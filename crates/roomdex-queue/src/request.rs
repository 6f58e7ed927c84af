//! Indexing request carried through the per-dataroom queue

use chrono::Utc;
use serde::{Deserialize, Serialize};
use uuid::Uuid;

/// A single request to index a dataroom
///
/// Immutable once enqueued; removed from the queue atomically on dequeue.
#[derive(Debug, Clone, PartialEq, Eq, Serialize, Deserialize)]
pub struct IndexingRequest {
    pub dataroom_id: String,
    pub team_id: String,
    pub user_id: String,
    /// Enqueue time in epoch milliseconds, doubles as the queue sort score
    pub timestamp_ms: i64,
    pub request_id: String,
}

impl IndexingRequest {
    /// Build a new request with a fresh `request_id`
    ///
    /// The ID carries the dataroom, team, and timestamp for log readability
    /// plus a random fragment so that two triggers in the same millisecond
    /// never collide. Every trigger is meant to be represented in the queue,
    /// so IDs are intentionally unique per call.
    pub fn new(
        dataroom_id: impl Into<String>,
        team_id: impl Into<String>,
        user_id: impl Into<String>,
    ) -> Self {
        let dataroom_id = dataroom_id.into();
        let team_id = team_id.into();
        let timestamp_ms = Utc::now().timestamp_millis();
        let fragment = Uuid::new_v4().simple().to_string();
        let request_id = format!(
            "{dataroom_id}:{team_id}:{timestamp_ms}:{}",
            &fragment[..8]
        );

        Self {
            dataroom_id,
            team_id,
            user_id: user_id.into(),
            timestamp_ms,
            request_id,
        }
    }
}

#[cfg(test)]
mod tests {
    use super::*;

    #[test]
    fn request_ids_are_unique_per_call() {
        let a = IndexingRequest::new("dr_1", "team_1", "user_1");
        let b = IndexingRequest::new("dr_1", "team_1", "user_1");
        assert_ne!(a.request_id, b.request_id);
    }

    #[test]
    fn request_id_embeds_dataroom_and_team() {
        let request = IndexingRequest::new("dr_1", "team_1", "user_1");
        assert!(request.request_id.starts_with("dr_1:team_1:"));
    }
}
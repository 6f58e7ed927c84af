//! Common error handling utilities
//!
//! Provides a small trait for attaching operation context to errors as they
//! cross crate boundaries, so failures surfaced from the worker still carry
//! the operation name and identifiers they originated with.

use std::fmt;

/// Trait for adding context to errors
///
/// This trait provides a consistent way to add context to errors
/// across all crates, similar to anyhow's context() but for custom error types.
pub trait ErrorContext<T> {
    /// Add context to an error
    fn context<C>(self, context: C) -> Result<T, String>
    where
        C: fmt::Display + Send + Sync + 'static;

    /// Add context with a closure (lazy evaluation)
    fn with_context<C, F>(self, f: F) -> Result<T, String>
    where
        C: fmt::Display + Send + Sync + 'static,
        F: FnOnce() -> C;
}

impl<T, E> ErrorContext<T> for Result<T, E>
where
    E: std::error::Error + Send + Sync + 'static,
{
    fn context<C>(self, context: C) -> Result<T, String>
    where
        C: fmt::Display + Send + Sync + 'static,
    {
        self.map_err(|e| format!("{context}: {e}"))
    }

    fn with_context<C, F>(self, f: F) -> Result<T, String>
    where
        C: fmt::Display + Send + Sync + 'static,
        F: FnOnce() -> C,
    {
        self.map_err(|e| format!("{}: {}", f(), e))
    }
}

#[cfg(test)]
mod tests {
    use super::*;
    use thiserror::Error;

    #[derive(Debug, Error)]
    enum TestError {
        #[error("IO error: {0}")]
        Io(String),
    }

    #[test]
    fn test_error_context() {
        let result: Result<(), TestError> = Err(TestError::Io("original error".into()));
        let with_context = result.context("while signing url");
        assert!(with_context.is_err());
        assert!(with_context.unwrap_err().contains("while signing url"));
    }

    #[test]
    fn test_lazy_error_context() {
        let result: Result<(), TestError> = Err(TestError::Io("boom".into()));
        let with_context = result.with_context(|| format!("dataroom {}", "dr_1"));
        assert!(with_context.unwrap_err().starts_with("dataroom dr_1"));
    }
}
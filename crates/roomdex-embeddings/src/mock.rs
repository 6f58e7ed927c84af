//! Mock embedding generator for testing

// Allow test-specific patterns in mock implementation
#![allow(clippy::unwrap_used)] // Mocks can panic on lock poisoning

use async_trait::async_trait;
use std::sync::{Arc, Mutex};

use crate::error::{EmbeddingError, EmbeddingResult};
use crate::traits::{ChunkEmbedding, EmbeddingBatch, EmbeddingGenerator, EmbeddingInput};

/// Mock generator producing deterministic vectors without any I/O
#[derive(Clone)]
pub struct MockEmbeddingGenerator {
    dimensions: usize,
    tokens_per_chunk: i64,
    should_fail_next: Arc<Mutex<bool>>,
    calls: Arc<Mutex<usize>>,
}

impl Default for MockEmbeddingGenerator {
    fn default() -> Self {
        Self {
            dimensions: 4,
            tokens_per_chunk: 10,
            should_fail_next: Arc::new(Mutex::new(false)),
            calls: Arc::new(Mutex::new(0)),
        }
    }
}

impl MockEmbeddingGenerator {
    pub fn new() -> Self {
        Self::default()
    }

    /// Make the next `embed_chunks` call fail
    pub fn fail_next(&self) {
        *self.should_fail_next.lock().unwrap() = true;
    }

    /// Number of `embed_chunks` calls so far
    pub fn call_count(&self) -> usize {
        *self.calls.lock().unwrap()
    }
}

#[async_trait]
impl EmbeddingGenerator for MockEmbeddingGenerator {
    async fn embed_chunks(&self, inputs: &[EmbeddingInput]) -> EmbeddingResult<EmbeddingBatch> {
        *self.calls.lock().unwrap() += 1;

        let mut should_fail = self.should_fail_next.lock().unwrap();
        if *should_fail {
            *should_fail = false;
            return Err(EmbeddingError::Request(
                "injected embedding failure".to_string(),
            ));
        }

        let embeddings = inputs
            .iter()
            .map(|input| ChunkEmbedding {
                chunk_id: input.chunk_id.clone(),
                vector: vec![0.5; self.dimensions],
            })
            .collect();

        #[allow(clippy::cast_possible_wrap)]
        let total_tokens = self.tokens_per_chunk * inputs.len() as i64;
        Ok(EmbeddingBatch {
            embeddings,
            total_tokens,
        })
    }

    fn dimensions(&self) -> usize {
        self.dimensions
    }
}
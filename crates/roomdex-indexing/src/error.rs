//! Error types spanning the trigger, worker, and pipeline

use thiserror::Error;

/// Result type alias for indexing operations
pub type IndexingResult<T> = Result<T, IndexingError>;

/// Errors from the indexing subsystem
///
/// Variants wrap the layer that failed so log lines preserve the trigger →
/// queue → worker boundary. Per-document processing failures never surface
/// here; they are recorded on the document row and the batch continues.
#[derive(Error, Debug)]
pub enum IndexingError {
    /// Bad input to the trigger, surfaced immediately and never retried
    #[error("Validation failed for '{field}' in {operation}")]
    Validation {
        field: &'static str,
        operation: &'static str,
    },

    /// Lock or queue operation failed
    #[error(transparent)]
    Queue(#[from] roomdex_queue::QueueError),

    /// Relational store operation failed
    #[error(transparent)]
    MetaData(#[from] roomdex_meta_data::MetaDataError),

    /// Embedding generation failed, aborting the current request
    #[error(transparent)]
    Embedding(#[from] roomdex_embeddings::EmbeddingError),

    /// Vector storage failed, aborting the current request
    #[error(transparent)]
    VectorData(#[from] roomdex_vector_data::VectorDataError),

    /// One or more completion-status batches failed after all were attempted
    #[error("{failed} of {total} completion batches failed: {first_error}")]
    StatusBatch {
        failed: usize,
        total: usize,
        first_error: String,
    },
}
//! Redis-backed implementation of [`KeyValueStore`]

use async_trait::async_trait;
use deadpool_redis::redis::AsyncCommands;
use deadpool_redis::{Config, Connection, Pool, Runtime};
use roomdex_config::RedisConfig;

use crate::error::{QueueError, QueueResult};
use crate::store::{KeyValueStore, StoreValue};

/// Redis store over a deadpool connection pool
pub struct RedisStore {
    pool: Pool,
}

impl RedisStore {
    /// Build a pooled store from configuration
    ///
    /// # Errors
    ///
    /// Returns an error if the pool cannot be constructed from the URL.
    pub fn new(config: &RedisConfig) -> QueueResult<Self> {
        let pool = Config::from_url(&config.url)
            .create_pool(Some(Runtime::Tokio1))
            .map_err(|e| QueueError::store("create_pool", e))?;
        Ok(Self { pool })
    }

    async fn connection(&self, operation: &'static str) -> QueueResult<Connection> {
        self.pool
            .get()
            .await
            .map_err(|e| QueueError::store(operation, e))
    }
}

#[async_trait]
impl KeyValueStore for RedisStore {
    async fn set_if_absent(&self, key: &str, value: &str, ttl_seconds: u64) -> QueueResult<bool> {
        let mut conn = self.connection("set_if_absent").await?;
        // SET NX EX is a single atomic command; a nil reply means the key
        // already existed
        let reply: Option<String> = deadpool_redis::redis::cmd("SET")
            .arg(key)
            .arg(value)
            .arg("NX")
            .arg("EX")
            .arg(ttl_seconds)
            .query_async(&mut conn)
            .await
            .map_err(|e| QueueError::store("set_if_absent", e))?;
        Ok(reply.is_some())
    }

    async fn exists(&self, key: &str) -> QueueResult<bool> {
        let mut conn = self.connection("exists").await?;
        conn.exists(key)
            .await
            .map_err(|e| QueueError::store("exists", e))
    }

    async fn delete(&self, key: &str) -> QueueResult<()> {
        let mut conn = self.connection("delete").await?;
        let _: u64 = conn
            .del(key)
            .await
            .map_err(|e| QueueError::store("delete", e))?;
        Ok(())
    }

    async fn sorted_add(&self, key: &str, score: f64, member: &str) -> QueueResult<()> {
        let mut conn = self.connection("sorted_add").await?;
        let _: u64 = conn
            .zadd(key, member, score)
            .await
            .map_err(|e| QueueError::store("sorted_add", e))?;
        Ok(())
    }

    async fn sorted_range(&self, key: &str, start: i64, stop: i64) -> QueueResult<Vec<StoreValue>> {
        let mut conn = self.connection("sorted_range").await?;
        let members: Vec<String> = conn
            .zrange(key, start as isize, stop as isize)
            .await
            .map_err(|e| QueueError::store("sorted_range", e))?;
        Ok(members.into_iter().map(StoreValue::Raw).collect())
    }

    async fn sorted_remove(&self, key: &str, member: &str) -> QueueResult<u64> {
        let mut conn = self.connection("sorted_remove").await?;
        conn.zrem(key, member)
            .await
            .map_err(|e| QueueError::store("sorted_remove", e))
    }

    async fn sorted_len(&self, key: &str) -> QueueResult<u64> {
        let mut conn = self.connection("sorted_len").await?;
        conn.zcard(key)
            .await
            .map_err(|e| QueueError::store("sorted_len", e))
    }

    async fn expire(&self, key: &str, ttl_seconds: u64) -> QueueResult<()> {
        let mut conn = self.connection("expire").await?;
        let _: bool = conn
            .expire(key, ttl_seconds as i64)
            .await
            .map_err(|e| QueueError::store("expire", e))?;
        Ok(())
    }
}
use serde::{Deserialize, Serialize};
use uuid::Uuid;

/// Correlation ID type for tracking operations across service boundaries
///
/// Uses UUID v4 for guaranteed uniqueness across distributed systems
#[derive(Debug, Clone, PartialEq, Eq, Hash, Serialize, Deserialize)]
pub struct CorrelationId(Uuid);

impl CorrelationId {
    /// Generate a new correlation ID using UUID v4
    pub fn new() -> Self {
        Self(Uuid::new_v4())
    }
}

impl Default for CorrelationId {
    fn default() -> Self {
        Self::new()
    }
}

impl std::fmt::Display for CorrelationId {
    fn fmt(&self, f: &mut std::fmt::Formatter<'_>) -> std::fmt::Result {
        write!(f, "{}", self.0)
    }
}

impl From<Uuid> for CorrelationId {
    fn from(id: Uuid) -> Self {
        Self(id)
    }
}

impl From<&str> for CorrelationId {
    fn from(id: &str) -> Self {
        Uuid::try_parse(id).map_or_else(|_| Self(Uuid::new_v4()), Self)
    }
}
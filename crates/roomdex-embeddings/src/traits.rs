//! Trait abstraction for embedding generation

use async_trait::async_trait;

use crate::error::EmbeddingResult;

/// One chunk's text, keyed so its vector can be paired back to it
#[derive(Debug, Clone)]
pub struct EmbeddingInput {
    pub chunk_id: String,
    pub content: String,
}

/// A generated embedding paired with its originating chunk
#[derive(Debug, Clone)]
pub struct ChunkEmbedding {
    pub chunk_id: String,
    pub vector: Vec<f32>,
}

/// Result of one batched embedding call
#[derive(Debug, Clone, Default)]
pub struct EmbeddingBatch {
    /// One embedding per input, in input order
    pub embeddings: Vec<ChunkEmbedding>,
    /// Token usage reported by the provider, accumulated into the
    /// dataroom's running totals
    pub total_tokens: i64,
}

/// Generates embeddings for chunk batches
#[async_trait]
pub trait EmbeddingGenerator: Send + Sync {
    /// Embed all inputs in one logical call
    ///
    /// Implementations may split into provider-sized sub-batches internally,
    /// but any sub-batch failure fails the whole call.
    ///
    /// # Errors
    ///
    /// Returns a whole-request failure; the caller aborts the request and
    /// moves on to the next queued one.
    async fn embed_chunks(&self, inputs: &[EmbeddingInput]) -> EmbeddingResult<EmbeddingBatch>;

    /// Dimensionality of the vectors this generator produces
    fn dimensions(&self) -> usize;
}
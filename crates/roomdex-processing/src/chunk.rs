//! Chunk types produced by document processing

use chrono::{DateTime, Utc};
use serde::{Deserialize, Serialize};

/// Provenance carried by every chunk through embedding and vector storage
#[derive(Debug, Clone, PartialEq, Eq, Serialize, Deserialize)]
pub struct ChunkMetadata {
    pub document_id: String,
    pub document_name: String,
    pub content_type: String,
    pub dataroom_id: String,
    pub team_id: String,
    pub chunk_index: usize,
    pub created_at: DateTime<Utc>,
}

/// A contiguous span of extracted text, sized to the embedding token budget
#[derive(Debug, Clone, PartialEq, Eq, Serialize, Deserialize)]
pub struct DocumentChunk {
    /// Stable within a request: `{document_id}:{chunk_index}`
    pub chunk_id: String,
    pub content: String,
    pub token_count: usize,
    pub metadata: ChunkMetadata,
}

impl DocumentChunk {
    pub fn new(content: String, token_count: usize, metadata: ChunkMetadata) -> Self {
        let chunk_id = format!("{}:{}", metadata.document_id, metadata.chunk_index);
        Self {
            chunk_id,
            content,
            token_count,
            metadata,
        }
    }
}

Your task ▸ Repeat every line of the data word for word until you have repeated the line that contains "for log readability", which is the last one to include.

Answer to this exercise ▸
filename crates/roomdex-queue/src/request.rs
repository 6f58e7ed927c84af
//! Indexing request carried through the per-dataroom queue

use chrono::Utc;
use serde::{Deserialize, Serialize};
use uuid::Uuid;

/// A single request to index a dataroom
///
/// Immutable once enqueued; removed from the queue atomically on dequeue.
#[derive(Debug, Clone, PartialEq, Eq, Serialize, Deserialize)]
pub struct IndexingRequest {
    pub dataroom_id: String,
    pub team_id: String,
    pub user_id: String,
    /// Enqueue time in epoch milliseconds, doubles as the queue sort score
    pub timestamp_ms: i64,
    pub request_id: String,
}

impl IndexingRequest {
    /// Build a new request with a fresh `request_id`
    ///
    /// The ID carries the dataroom, team, and timestamp for log readability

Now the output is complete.